Cassini’s Ultraviolet Imaging Spectrograph (UVIS)’s High-Speed Photometer (HSP) observed 276 stellar occultations of Saturn’s rings from a multitude of viewing geometries. Because photon counts follow a Poisson distribution, the variance is approximately equal to the mean for a translucent screen. However, when starlight passed through Saturn’s rings from the point-of view of Cassini, the finite sizes of intervening particles caused excess variance above the mean due to a correlation in the blocking of photons.
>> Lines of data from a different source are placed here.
//! Query execution against a simulated analytics API.

use chrono::NaiveDate;
use mockito::{Matcher, Server};
use realtime_query::error::QueryError;
use realtime_query::product::ProductType;
use realtime_query::query::{
    build_query, AnalyticsClient, DateRange, FieldSelection, Query, QueryExecutor,
};
use serde_json::json;

fn query(product: ProductType) -> Query {
    let fields = FieldSelection::new(["host", "status"]).unwrap();
    let start = NaiveDate::from_ymd_opt(2024, 3, 1).unwrap();
    let end = NaiveDate::from_ymd_opt(2024, 3, 7).unwrap();
    build_query(product, &fields, &DateRange::new(start, end).unwrap(), None)
}

#[tokio::test]
async fn test_success_returns_data() {
    let mut server = Server::new_async().await;
    let query = query(ProductType::Events);

    let mock = server
        .mock("POST", "/events/graphql")
        .match_header("authorization", "Token secret-key")
        .match_header("content-type", "application/json")
        .match_body(Matcher::Json(json!({ "query": query.text() })))
        .with_status(200)
        .with_header("content-type", "application/json")
        .with_body(r#"{"data": {"httpEvents": []}}"#)
        .create_async()
        .await;

    let executor = QueryExecutor::new(server.url()).unwrap();
    let result = executor.execute(&query, "secret-key").await.unwrap();

    assert_eq!(result.data(), &json!({"httpEvents": []}));
    assert!(result.is_empty());
    mock.assert_async().await;
}

#[tokio::test]
async fn test_forbidden_raises_execution_error() {
    let mut server = Server::new_async().await;
    let mock = server
        .mock("POST", "/events/graphql")
        .with_status(403)
        .with_body("forbidden")
        .create_async()
        .await;

    let executor = QueryExecutor::new(server.url()).unwrap();
    let err = executor
        .execute(&query(ProductType::Events), "bad-key")
        .await
        .unwrap_err();

    assert!(matches!(err, QueryError::QueryExecution(_)));
    assert!(err.to_string().contains("forbidden"));
    mock.assert_async().await;
}

#[tokio::test]
async fn test_metrics_query_goes_to_metrics_endpoint() {
    let mut server = Server::new_async().await;
    let events = server
        .mock("POST", "/events/graphql")
        .expect(0)
        .create_async()
        .await;
    let metrics = server
        .mock("POST", "/metrics/graphql")
        .with_status(200)
        .with_body(r#"{"data": {"httpMetrics": [{"host": "a.example", "status": 200}]}}"#)
        .create_async()
        .await;

    let executor = QueryExecutor::new(server.url()).unwrap();
    let result = executor
        .execute(&query(ProductType::Metrics), "key")
        .await
        .unwrap();

    assert_eq!(result.product(), ProductType::Metrics);
    assert_eq!(result.rows().map(Vec::len), Some(1));
    events.assert_async().await;
    metrics.assert_async().await;
}

#[tokio::test]
async fn test_server_error_body_is_raw_text() {
    let mut server = Server::new_async().await;
    let body = r#"{"detail": "internal error"}"#;
    let _mock = server
        .mock("POST", "/metrics/graphql")
        .with_status(500)
        .with_body(body)
        .create_async()
        .await;

    let executor = QueryExecutor::new(server.url()).unwrap();
    let err = executor
        .execute(&query(ProductType::Metrics), "key")
        .await
        .unwrap_err();

    match err {
        QueryError::QueryExecution(raw) => assert_eq!(raw, body),
        other => panic!("Expected QueryExecution, got {:?}", other),
    }
}

#[tokio::test]
async fn test_graphql_errors_with_200() {
    let mut server = Server::new_async().await;
    let _mock = server
        .mock("POST", "/events/graphql")
        .with_status(200)
        .with_body(r#"{"data": null, "errors": [{"message": "Unknown field"}]}"#)
        .create_async()
        .await;

    let executor = QueryExecutor::new(server.url()).unwrap();
    let result = executor
        .execute(&query(ProductType::Events), "key")
        .await
        .unwrap();

    assert!(result.is_empty());
    assert_eq!(result.errors(), &["Unknown field".to_string()]);
}

#[tokio::test]
async fn test_connection_refused_is_transport_error() {
    // Nothing listens on port 1
    let executor = QueryExecutor::new("http://127.0.0.1:1").unwrap();
    let err = executor
        .execute(&query(ProductType::Events), "key")
        .await
        .unwrap_err();

    assert!(matches!(err, QueryError::Transport(_)));
    assert_eq!(err.category(), "Transport Error");
}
Showalter and Nicholson (1990, Icarus, 87, 285) (hereafter SN90) and Colwell et al. (2018, Icarus, 300, 150) interpreted this excess variance in terms of an effective particle size, RE, which depends on the length of shadows cast by ring particles. The works well in low optical depth regions like the C ring, but its assumptions are invalidated in Saturn’s A ring, which hosts self-gravity wakes, elongated clumps of ring particles under the competing influence of mutual self-gravity and Keplerian shear (e.g. Colombo et al. 1976, Nature, 264, 344; Colwell et al. 2006, Geophys. Res. Lett. 33, L07201; Hedman et al. 2007, Astron. J., 133, 2624). We focus on density waves in the A ring whose optical depth profiles are characterized by sharp peaks and smooth troughs. We introduce free parameters S(wake separation), and W (wake width) from the granola bar model for self-gravity wakes (Colwell et al. 2006). For each wave we set the wake wavelength (S+W) equal to the Toomre most-unstable wavelength (Toomre 1964, Astrophys. J.139, 1217), fit S/W models compatible with l=S+W separately for the wave peaks and troughs, and select the best fit. We apply this to the Janus 4:3 and Pandora 5:4, Janus 5:4, Mimas 5:3, and Janus 6:5 waves and find an average best fit S/W ratio for each. Although the wave troughs are usually well fit by the moments model, the statistics in the peaks are not captured by either the SN90 or moments model. We find that the troughs are statistically similar to nearby adjacent regions. Our average best-fit S/W ratios indicate that the spacing between wakes is narrower in the inner A ring than in the outer A ring, consistent with Colwell et al. (2006), with the highest S/W values occurring in the outer A ring waves.